A large-scale randomized controlled trial tested the effects of researcher-developed learning games on a transfer measure of fractions knowledge. The measure contained items similar to standardized assessments. Thirty treatment and 29 control classrooms (~1500 students, 9 districts, 26 schools) participated in the study. Students in treatment classrooms played fractions games and students in the control classrooms played solving equations games. Multilevel multidimensional item response theory modeling of the outcome measure produced scaled scores that were more sensitive to the instructional treatment than standard measurement approaches. Hierarchical linear modeling of the scaled scores showed that the treatment condition performed significantly higher on the outcome measure than the control condition. The effect (d = 0.58) was medium to large (Cohen, 1992).

#840 – Limited-Information Goodness-of-Fit Testing of Diagnostic Classification Item Response Theory Models
Mark Hansen, Li Cai, Scott Monroe, and Zhen Li


Although diagnostic classification models have become increasingly popular in educational and psychological measurement, one noted limitation has been a lack of established methods for evaluating their goodness-of-fit. This is a significant problem, since inferences made on the basis of these models (including classification of examinees) may be invalid when the models are badly misspecified. This study examines the potential utility of two indices for testing the fit of these models: Maydeu-Olivares and Joe's (2006) M2 and Chen and Thissen's (1997) local dependence (LD) chi-square. These two indices have been previously applied to standard item response theory models. Here we evaluate their performance when applied to diagnostic classification models. Both were found to have good calibration under a wide range of data generating conditions and were sensitive to some--but not all--types of misspecification examined. The study suggests that M2 and the LD index may be quite useful for detecting and characterizing diagnostic classification model misfit.
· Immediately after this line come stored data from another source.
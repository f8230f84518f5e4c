//! Renderer-agnostic frame snapshot
//!
//! `Scene` turns a match or duel state into plain shapes plus HUD text. A
//! backend only needs to fill triangles and draw strings.

use glam::Vec2;

use super::shapes;
use super::vertex::{Vertex, colors, lighten, rgb, with_alpha};
use crate::consts::*;
use crate::sim::duel::{DuelPhase, DuelState, FIGHTER_SIZE, WEAPON_SIZE};
use crate::sim::geometry::Rect;
use crate::sim::state::{MatchPhase, MatchState, PowerUp, PowerUpKind};
use crate::{abbreviate, fmt_time};

/// Longest name shown in the HUD
pub const HUD_NAME_CHARS: usize = 12;
/// Half-period of the map warning flicker
const FLICKER_MS: f64 = 500.0;
/// Inset of the highlight drawn on obstacles
const HIGHLIGHT_INSET: f32 = 4.0;
const AIM_DISTANCE: f32 = 44.0;

/// One drawable primitive
#[derive(Debug, Clone, PartialEq)]
pub enum Shape {
    Circle {
        center: Vec2,
        radius: f32,
        color: [f32; 4],
    },
    Ring {
        center: Vec2,
        inner: f32,
        outer: f32,
        color: [f32; 4],
    },
    Rect {
        rect: Rect,
        color: [f32; 4],
    },
    Line {
        from: Vec2,
        to: Vec2,
        width: f32,
        color: [f32; 4],
    },
}

impl Shape {
    pub fn tessellate(&self, out: &mut Vec<Vertex>) {
        match *self {
            Shape::Circle {
                center,
                radius,
                color,
            } => out.extend(shapes::circle(center, radius, color, shapes::segments_for(radius))),
            Shape::Ring {
                center,
                inner,
                outer,
                color,
            } => out.extend(shapes::ring(center, inner, outer, color, shapes::segments_for(outer))),
            Shape::Rect { rect, color } => out.extend(shapes::rect(&rect, color)),
            Shape::Line {
                from,
                to,
                width,
                color,
            } => out.extend(shapes::line(from, to, width, color)),
        }
    }
}

/// HUD contents for a tag match
#[derive(Debug, Clone, PartialEq)]
pub struct Hud {
    pub round: u32,
    pub rounds: u32,
    pub wins: [u32; 2],
    pub names: [String; 2],
    pub time_left: String,
    pub scores: [String; 2],
    pub tagger: Option<String>,
    /// Set once the match is decided
    pub message: Option<String>,
}

impl Hud {
    pub fn from_state(state: &MatchState) -> Self {
        let names = [
            abbreviate(&state.players[0].name, HUD_NAME_CHARS),
            abbreviate(&state.players[1].name, HUD_NAME_CHARS),
        ];
        Self {
            round: state.round_index.min(state.rules.rounds_per_match),
            rounds: state.rules.rounds_per_match,
            wins: state.wins,
            time_left: fmt_time(state.remaining_ms()),
            scores: [
                format!("{:.1}", state.players[0].score),
                format!("{:.1}", state.players[1].score),
            ],
            tagger: state.tagger().map(|slot| state.player(slot).name.clone()),
            message: (state.phase == MatchPhase::MatchOver).then(|| state.winner_message.clone()),
            names,
        }
    }

    /// Text lines in display order
    pub fn lines(&self) -> Vec<String> {
        let [n1, n2] = &self.names;
        let mut lines = vec![
            format!(
                "Round {}/{} • Wins: {} {} - {} {}",
                self.round, self.rounds, n1, self.wins[0], self.wins[1], n2
            ),
            format!("Time: {}", self.time_left),
            format!("{}: {}   |   {}: {}", n1, self.scores[0], n2, self.scores[1]),
        ];
        if let Some(tagger) = &self.tagger {
            lines.push(format!("Tagger: {}", tagger));
        }
        if let Some(message) = &self.message {
            lines.push(message.clone());
        }
        lines
    }
}

/// HUD contents for a duel
#[derive(Debug, Clone, PartialEq)]
pub struct DuelHud {
    pub fighters: [String; 2],
    pub message: Option<String>,
}

impl DuelHud {
    pub fn from_state(state: &DuelState) -> Self {
        let line = |i: usize| {
            let f = &state.fighters[i];
            let mut s = format!("{}  •  Ammo: {}", f.name, f.ammo);
            let cooldown = f.melee_cooldown_left(state.now_ms);
            if cooldown > 0.0 {
                s.push_str(&format!("  |  Cooldown: {:.1}s", cooldown));
            }
            s
        };
        Self {
            fighters: [line(0), line(1)],
            message: state.winner_name().map(|name| format!("{} wins!", name)),
        }
    }
}

/// Everything needed to draw one frame
#[derive(Debug, Clone, Default)]
pub struct Scene {
    pub shapes: Vec<Shape>,
}

impl Scene {
    /// Snapshot a tag match; `reduced_motion` holds pulses and flicker steady
    pub fn capture(state: &MatchState, reduced_motion: bool) -> Self {
        let now = state.now_ms;
        let mut shapes = Vec::new();
        let pulse = if reduced_motion {
            1.0
        } else {
            0.6 + 0.4 * ((now / 150.0).sin() as f32).abs()
        };

        shapes.push(Shape::Rect {
            rect: state.arena,
            color: colors::BACKGROUND,
        });

        // Obstacles: body plus inset highlight; movers drawn lighter
        let obstacles = state.obstacles();
        for (rect, base) in obstacles
            .static_rects
            .iter()
            .map(|r| (r, colors::OBSTACLE))
            .chain(obstacles.mover_rects.iter().map(|r| (r, colors::MOVER)))
        {
            shapes.push(Shape::Rect { rect: *rect, color: base });
            shapes.push(Shape::Rect {
                rect: rect.inflated(-HIGHLIGHT_INSET),
                color: colors::HIGHLIGHT,
            });
        }
        for c in &obstacles.circles {
            shapes.push(Shape::Circle {
                center: c.center,
                radius: c.radius,
                color: colors::OBSTACLE,
            });
            shapes.push(Shape::Circle {
                center: c.center,
                radius: (c.radius - HIGHLIGHT_INSET).max(0.0),
                color: colors::HIGHLIGHT,
            });
        }

        for pu in &state.power_ups {
            shapes.push(Shape::Circle {
                center: pu.pos,
                radius: PowerUp::RADIUS,
                color: power_up_color(pu.kind),
            });
        }

        for p in &state.players {
            if state.is_invincible() {
                shapes.push(Shape::Circle {
                    center: p.pos,
                    radius: p.radius + 10.0,
                    color: with_alpha(colors::INVINCIBLE_AURA, colors::INVINCIBLE_AURA[3] * pulse),
                });
            }
            shapes.push(Shape::Circle {
                center: p.pos,
                radius: p.radius,
                color: rgb(p.color, 1.0),
            });
            if p.is_tagger {
                shapes.push(ring(p.pos, p.radius + 2.0, 3.0, colors::TAGGER_RING));
            }
            if p.has_shield() {
                shapes.push(ring(p.pos, p.radius + 6.0, 2.0, colors::SHIELD_RING));
            }
            if p.is_protected(now) {
                let color = with_alpha(colors::PROTECTION_RING, colors::PROTECTION_RING[3] * pulse);
                shapes.push(ring(p.pos, p.radius + 10.0, 2.0, color));
            }
        }

        shapes.push(Shape::Rect {
            rect: Rect::new(state.arena.x, state.arena.y, state.arena.w, HUD_HEIGHT),
            color: colors::HUD_BAND,
        });

        if warning_visible(state, reduced_motion) {
            shapes.push(Shape::Rect {
                rect: state.arena,
                color: colors::WARNING,
            });
        }

        Self { shapes }
    }

    /// Snapshot a duel
    pub fn capture_duel(state: &DuelState) -> Self {
        let now = state.now_ms;
        let mut shapes = vec![Shape::Rect {
            rect: state.arena,
            color: colors::BACKGROUND,
        }];

        if state.phase == DuelPhase::Instructions {
            return Self { shapes };
        }

        for wall in &state.walls {
            shapes.push(Shape::Rect {
                rect: wall.inflated(3.0),
                color: colors::DUEL_WALL_SHADOW,
            });
            shapes.push(Shape::Rect {
                rect: *wall,
                color: colors::DUEL_WALL,
            });
        }

        for w in &state.weapons {
            shapes.push(Shape::Circle {
                center: w.pos + Vec2::splat(WEAPON_SIZE / 2.0),
                radius: 9.0,
                color: colors::WEAPON,
            });
        }

        for b in &state.bullets {
            shapes.push(Shape::Circle {
                center: b.pos,
                radius: 4.0,
                color: colors::BULLET,
            });
        }

        for f in &state.fighters {
            let center = f.draw_pos(now) + Vec2::splat(FIGHTER_SIZE / 2.0);
            shapes.push(Shape::Circle {
                center,
                radius: 16.0,
                color: rgb(f.color, 1.0),
            });

            let aim = f.center() + f.facing.unit() * AIM_DISTANCE;
            shapes.push(Shape::Line {
                from: f.center(),
                to: aim,
                width: 2.0,
                color: [0.7, 0.7, 0.78, 1.0],
            });
            shapes.push(ring(aim, 9.0, 1.0, lighten(rgb(f.color, 1.0), 0.5)));

            if let Some(dash) = f.melee {
                let (color, length) = if dash.hit {
                    (colors::SLASH_HIT, 30.0)
                } else {
                    (colors::SLASH_MISS, 20.0)
                };
                let dir = (dash.end - dash.start).normalize_or(Vec2::X) * (length / 2.0);
                shapes.push(Shape::Line {
                    from: center - dir,
                    to: center + dir,
                    width: 6.0,
                    color,
                });
            }
        }

        Self { shapes }
    }

    /// Flatten every shape into one triangle list
    pub fn vertices(&self) -> Vec<Vertex> {
        let mut out = Vec::new();
        for shape in &self.shapes {
            shape.tessellate(&mut out);
        }
        out
    }
}

fn ring(center: Vec2, radius: f32, thickness: f32, color: [f32; 4]) -> Shape {
    Shape::Ring {
        center,
        inner: radius,
        outer: radius + thickness,
        color,
    }
}

pub fn power_up_color(kind: PowerUpKind) -> [f32; 4] {
    match kind {
        PowerUpKind::Speed => colors::POWER_SPEED,
        PowerUpKind::Shield => colors::POWER_SHIELD,
        PowerUpKind::Freeze => colors::POWER_FREEZE,
        PowerUpKind::Teleport => colors::POWER_TELEPORT,
    }
}

/// The warning overlay shows on even half-seconds while a swap is near
pub fn warning_visible(state: &MatchState, reduced_motion: bool) -> bool {
    if !state.map_warning_active() {
        return false;
    }
    reduced_motion || ((state.now_ms / FLICKER_MS) as i64) % 2 == 0
}

#[cfg(test)]
mod tests {
    use super::*;
    use crate::settings::Settings;
    use crate::sim::state::{PlayerSetup, PlayerSlot};

    fn new_match() -> MatchState {
        MatchState::new(
            42,
            &Settings::default(),
            PlayerSetup::new("Bartholomew the Great", [10, 20, 30]),
            PlayerSetup::new("Bia", [40, 50, 60]),
        )
    }

    #[test]
    fn test_hud_from_fresh_match() {
        let state = new_match();
        let hud = Hud::from_state(&state);
        assert_eq!(hud.round, 1);
        assert_eq!(hud.rounds, 3);
        assert_eq!(hud.time_left, "1:00");
        assert_eq!(hud.scores, ["0.0".to_string(), "0.0".to_string()]);
        assert_eq!(hud.names[0], "Bartholomew…");
        assert!(hud.tagger.is_some());
        assert!(hud.message.is_none());
        assert!(hud.lines()[0].starts_with("Round 1/3"));
    }

    #[test]
    fn test_scene_marks_tagger_and_shield() {
        let mut state = new_match();
        let runner = state.tagger().map(PlayerSlot::other).unwrap();
        state.player_mut(runner).shield = 1;

        let scene = Scene::capture(&state, false);
        let tagger_rings = scene
            .shapes
            .iter()
            .filter(|s| matches!(s, Shape::Ring { color, .. } if *color == colors::TAGGER_RING))
            .count();
        let shield_rings = scene
            .shapes
            .iter()
            .filter(|s| matches!(s, Shape::Ring { color, .. } if *color == colors::SHIELD_RING))
            .count();
        assert_eq!(tagger_rings, 1);
        assert_eq!(shield_rings, 1);
        assert!(!scene.vertices().is_empty());
    }

    #[test]
    fn test_warning_flickers_unless_reduced_motion() {
        let mut state = new_match();
        state.now_ms = 10_000.0;
        assert!(state.map_warning_active());
        assert!(warning_visible(&state, false));

        state.now_ms = 10_600.0;
        assert!(!warning_visible(&state, false));
        assert!(warning_visible(&state, true));

        state.now_ms = 4_000.0;
        assert!(!warning_visible(&state, true));
    }

    #[test]
    fn test_duel_scene_and_hud() {
        let mut duel = DuelState::new(
            3,
            PlayerSetup::default_for(PlayerSlot::One),
            PlayerSetup::default_for(PlayerSlot::Two),
        );
        assert_eq!(Scene::capture_duel(&duel).shapes.len(), 1);

        duel.phase = DuelPhase::Playing;
        duel.fighters[0].ammo = 2;
        duel.fighters[0].melee_ready_at = 1_500.0;
        let scene = Scene::capture_duel(&duel);
        assert!(scene.shapes.len() > duel.walls.len() * 2);

        let hud = DuelHud::from_state(&duel);
        assert_eq!(hud.fighters[0], "Player 1  •  Ammo: 2  |  Cooldown: 1.5s");
        assert_eq!(hud.fighters[1], "Player 2  •  Ammo: 0");
        assert!(hud.message.is_none());
    }
}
#839 – A New Statistic for Evaluating Item Response Theory Models for Ordinal Data
Li Cai and Scott Monroe


We propose a new limited-information goodness of fit test statistic C2 for ordinal IRT models. The construction of the new statistic lies formally between the M2 statistic of Maydeu-Olivares and Joe (2006), which utilizes first and second order marginal probabilities, and the M2* statistic of Cai and Hansen (2013), which collapses the marginal probabilities into means and product moments. Unlike M2*, C2 may be computed even when the number of items is small and the number of categories is large. It is as well calibrated as the alternatives
and can be more powerful than M2. When all items are dichotomous, C2 becomes equivalent to M2*, which is also equivalent to M2. We analyze empirical data from a patient-reported outcomes measurement development project to illustrate the potential differences in substantive conclusions that one may draw from the use of different statistics for model fit assessment.